L’université de Grenoble est accusée d’aider indirectement l’armée russe

Publié le 14 février 2025

L’entreprise Lynred qui commercialise des capteurs de lumière infrarouge utilisés notamment par les militaires, est épinglée pour avoir fabriqué des composants utilisés par des drones militaires russes. Lyndred, anciennement SOFRADIR issue notamment du CEA-LETI a son site de production et de développement à Veurey-Voroize dans l’agglomération.

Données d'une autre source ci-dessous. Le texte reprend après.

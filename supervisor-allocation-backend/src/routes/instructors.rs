use axum::extract::rejection::JsonRejection;
use axum::extract::{Path, State};
use axum::Json;
use serde::Deserialize;
use supervisor_allocation_database::{InstructorProfile, PersonId};
use supervisor_allocation_engine::{Applications, InstructorOverview, InstructorStats};

use crate::caller::Identity;
use crate::error::AppError;
use crate::AppState;

#[derive(Deserialize)]
pub struct QuotaPayload {
    #[serde(default)]
    select_quota: Option<u32>,
    #[serde(default)]
    confirm_quota: Option<u32>,
}

pub async fn overview(State(state): State<AppState>) -> Json<Vec<InstructorOverview>> {
    Json(state.engine.view().instructor_overview())
}

pub async fn stats(
    State(state): State<AppState>,
    Path(instructor): Path<PersonId>,
) -> Result<Json<InstructorStats>, AppError> {
    state
        .engine
        .view()
        .instructor_stats(&instructor)
        .map(Json)
        .ok_or(AppError::UnknownInstructor(instructor))
}

/// Only the instructor themselves and administrators see who applied.
pub async fn applications(
    State(state): State<AppState>,
    Identity(caller): Identity,
    Path(instructor): Path<PersonId>,
) -> Result<Json<Applications>, AppError> {
    if !caller.is_administrator() && caller.id != instructor {
        return Err(AppError::Forbidden(caller.role));
    }
    state
        .engine
        .view()
        .applications_for(&instructor)
        .map(Json)
        .ok_or(AppError::UnknownInstructor(instructor))
}

pub async fn quota(
    State(state): State<AppState>,
    Identity(caller): Identity,
    Path(instructor): Path<PersonId>,
    payload: Result<Json<QuotaPayload>, JsonRejection>,
) -> Result<Json<InstructorProfile>, AppError> {
    let Json(payload) = payload?;
    let profile = state.engine.update_quotas(
        &caller,
        &instructor,
        payload.select_quota,
        payload.confirm_quota,
    )?;
    state.persist().await;
    Ok(Json(profile))
}
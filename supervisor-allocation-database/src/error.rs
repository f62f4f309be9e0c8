use thiserror::Error;

#[allow(clippy::module_name_repetitions)]
#[derive(Error, Debug)]
pub enum DatabaseError {
    #[error("Failed to access storage file {0}")]
    Io(#[from] std::io::Error),
    #[error("Failed to (de)serialize stored data {0}")]
    Json(#[from] serde_json::Error),
}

Elle a des liens avec des laboratoires universitaires grenoblois et par exemple elle a tout dernièrement passé une convention de mécénat avec Polytech Grenoble INP – UGA. « Cette action qui s’est faite par l’intermédiaire de la Fondation Grenoble INP, marque une étape significative dans le rapprochement entre le monde académique et industriel, renforçant les liens entre formation et innovation. »

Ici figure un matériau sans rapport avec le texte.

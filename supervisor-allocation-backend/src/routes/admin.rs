use axum::extract::State;
use axum::Json;

use crate::caller::Identity;
use crate::error::AppError;
use crate::routes::phase::Versions;
use crate::AppState;

/// Drops every selection, restores the roster and goes back to the initial phase.
pub async fn reset(
    State(state): State<AppState>,
    Identity(caller): Identity,
) -> Result<Json<Versions>, AppError> {
    state
        .phase
        .set_phase_after(state.initial_phase, &caller, || state.engine.reset(&caller))?;
    state.persist().await;
    Ok(Json(Versions::of(&state)))
}
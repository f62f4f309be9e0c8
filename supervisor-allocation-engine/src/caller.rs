use serde::Serialize;
use supervisor_allocation_database::{Person, PersonId, Role};

/// Who is asking. The identity is asserted by the caller, there is no authentication here.
#[derive(Debug, Clone, PartialEq, Eq, Serialize)]
pub struct Caller {
    pub id: PersonId,
    pub role: Role,
}

impl Caller {
    pub fn new(id: impl Into<PersonId>, role: Role) -> Self {
        Self {
            id: id.into(),
            role,
        }
    }

    #[must_use]
    pub fn of(person: &Person) -> Self {
        Self {
            id: person.id.clone(),
            role: person.role(),
        }
    }

    #[must_use]
    pub const fn is_administrator(&self) -> bool {
        match self.role {
            Role::Administrator => true,
            Role::Student | Role::Instructor => false,
        }
    }
}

Des capteurs thermiques fabriqués par Lynred ont été récemment retrouvés dans des drones russes utilisés sur le champ de bataille ukrainien, après la mise en place des sanctions internationales à la suite de l’invasion à grande échelle de février 2022. Pour obtenir ces composants essentiels à la fabrication de ses engins volants, le complexe militaro-industriel russe, qui jusqu’alors était un client régulier de Lynred, utilise désormais un réseau international de contournement de l’embargo, explique un article de Médiapart.

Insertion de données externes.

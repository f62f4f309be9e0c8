use alloc::collections::BTreeMap;

use crate::models::{Person, PersonId, Role};

/// Key-value storage the allocation engine runs on.
///
/// Every mutation that changes the contents bumps [`MappingStore::version`], so a reader can
/// tell whether anything happened since it last looked.
pub trait MappingStore<K, V> {
    fn get(&self, key: &K) -> Option<V>;

    /// Inserts or replaces the value, returning the previous one.
    fn put(&mut self, key: K, value: V) -> Option<V>;

    fn remove(&mut self, key: &K) -> Option<V>;

    fn list_where(&self, predicate: &dyn Fn(&V) -> bool) -> Vec<V>;

    fn clear(&mut self);

    fn version(&self) -> u64;

    fn list_all(&self) -> Vec<V> {
        self.list_where(&|_: &V| true)
    }
}

#[derive(Debug, Clone)]
pub struct MemoryStore<K, V> {
    entries: BTreeMap<K, V>,
    version: u64,
}

impl<K, V> Default for MemoryStore<K, V> {
    fn default() -> Self {
        Self {
            entries: BTreeMap::new(),
            version: 0,
        }
    }
}

impl<K: Ord, V> MemoryStore<K, V> {
    #[must_use]
    pub fn new() -> Self {
        Self::default()
    }

    /// Continues counting from `version`, e.g. after loading the entries from a snapshot.
    #[must_use]
    pub fn with_version(mut self, version: u64) -> Self {
        self.version = version;
        self
    }

    #[must_use]
    pub fn len(&self) -> usize {
        self.entries.len()
    }

    #[must_use]
    pub fn is_empty(&self) -> bool {
        self.entries.is_empty()
    }
}

impl<K: Ord, V> FromIterator<(K, V)> for MemoryStore<K, V> {
    fn from_iter<T: IntoIterator<Item = (K, V)>>(iter: T) -> Self {
        Self {
            entries: iter.into_iter().collect(),
            version: 0,
        }
    }
}

impl<K: Ord, V: Clone> MappingStore<K, V> for MemoryStore<K, V> {
    fn get(&self, key: &K) -> Option<V> {
        self.entries.get(key).cloned()
    }

    fn put(&mut self, key: K, value: V) -> Option<V> {
        self.version += 1;
        self.entries.insert(key, value)
    }

    fn remove(&mut self, key: &K) -> Option<V> {
        let removed = self.entries.remove(key);
        if removed.is_some() {
            self.version += 1;
        }
        removed
    }

    fn list_where(&self, predicate: &dyn Fn(&V) -> bool) -> Vec<V> {
        self.entries
            .values()
            .filter(|value| predicate(value))
            .cloned()
            .collect()
    }

    fn clear(&mut self) {
        if !self.entries.is_empty() {
            self.version += 1;
        }
        self.entries.clear();
    }

    fn version(&self) -> u64 {
        self.version
    }
}

/// Read access to the people known to the system.
pub trait PersonDirectory {
    fn get_person(&self, id: &PersonId) -> Option<Person>;

    fn list_instructors(&self) -> Vec<Person>;

    fn list_students(&self) -> Vec<Person>;
}

impl<S: MappingStore<PersonId, Person>> PersonDirectory for S {
    fn get_person(&self, id: &PersonId) -> Option<Person> {
        self.get(id)
    }

    fn list_instructors(&self) -> Vec<Person> {
        self.list_where(&|person: &Person| person.role() == Role::Instructor)
    }

    fn list_students(&self) -> Vec<Person> {
        self.list_where(&|person: &Person| person.role() == Role::Student)
    }
}

#[cfg(test)]
mod tests {
    use super::*;
    use crate::roster::default_roster;

    #[test]
    fn version_only_moves_on_changes() {
        let mut store = MemoryStore::<u32, &str>::new();
        assert_eq!(store.version(), 0);
        assert_eq!(store.put(1, "one"), None);
        assert_eq!(store.put(1, "uno"), Some("one"));
        assert_eq!(store.version(), 2);
        assert_eq!(store.remove(&7), None);
        assert_eq!(store.version(), 2);
        assert_eq!(store.remove(&1), Some("uno"));
        assert_eq!(store.version(), 3);
        store.clear();
        assert_eq!(store.version(), 3);
    }

    #[test]
    fn restored_store_keeps_counting() {
        let mut store = [(1_u32, 1_u32)]
            .into_iter()
            .collect::<MemoryStore<_, _>>()
            .with_version(41);
        assert_eq!(store.version(), 41);
        store.put(2, 4);
        assert_eq!(store.version(), 42);
    }

    #[test]
    fn list_where_filters_values() {
        let store: MemoryStore<u32, u32> = (0..10).map(|n| (n, n * n)).collect();
        assert_eq!(store.list_where(&|value: &u32| value % 2 == 1), vec![1, 9, 25, 49, 81]);
        assert_eq!(store.list_all().len(), 10);
    }

    #[test]
    fn directory_splits_roster_by_role() {
        let store: MemoryStore<PersonId, Person> = default_roster()
            .into_iter()
            .map(|person| (person.id.clone(), person))
            .collect();
        assert_eq!(store.list_instructors().len(), 4);
        assert_eq!(store.list_students().len(), 4);
        assert_eq!(
            store.get_person(&PersonId::from("admin")).map(|p| p.role()),
            Some(Role::Administrator)
        );
        assert!(store.get_person(&PersonId::from("nobody")).is_none());
    }
}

Un autre article d’Informnapalm dénonce : des techniciens kazakhs entretiennent les avions russes Su-30SM en employant des équipements français de Thales et de Safran. Notre enquête révèle une stratégie qui permet à la Russie de maintenir ses bombardiers et chasseurs avec du matériel, des pièces détachées et des technologies françaises malgré les sanctions internationales.

Des documents et des témoignages montrent que la société kazakh ARC Group collabore avec l’armée russe pour maintenir les avions russes Su-30SM équipés d’avionique française de Thales et Safran. Les volontaires de la communauté internationale InformNapalm ont recueilli des documents et des témoignages.

Cette collaboration kazakho-russe illustre un arrangement sophistiqué qui permet aux Russes d’obtenir des technologies militaires de pointe en contournant les sanctions occidentales en vigueur, sous le couvert d’un entrepreneur militaire kazakhstanais.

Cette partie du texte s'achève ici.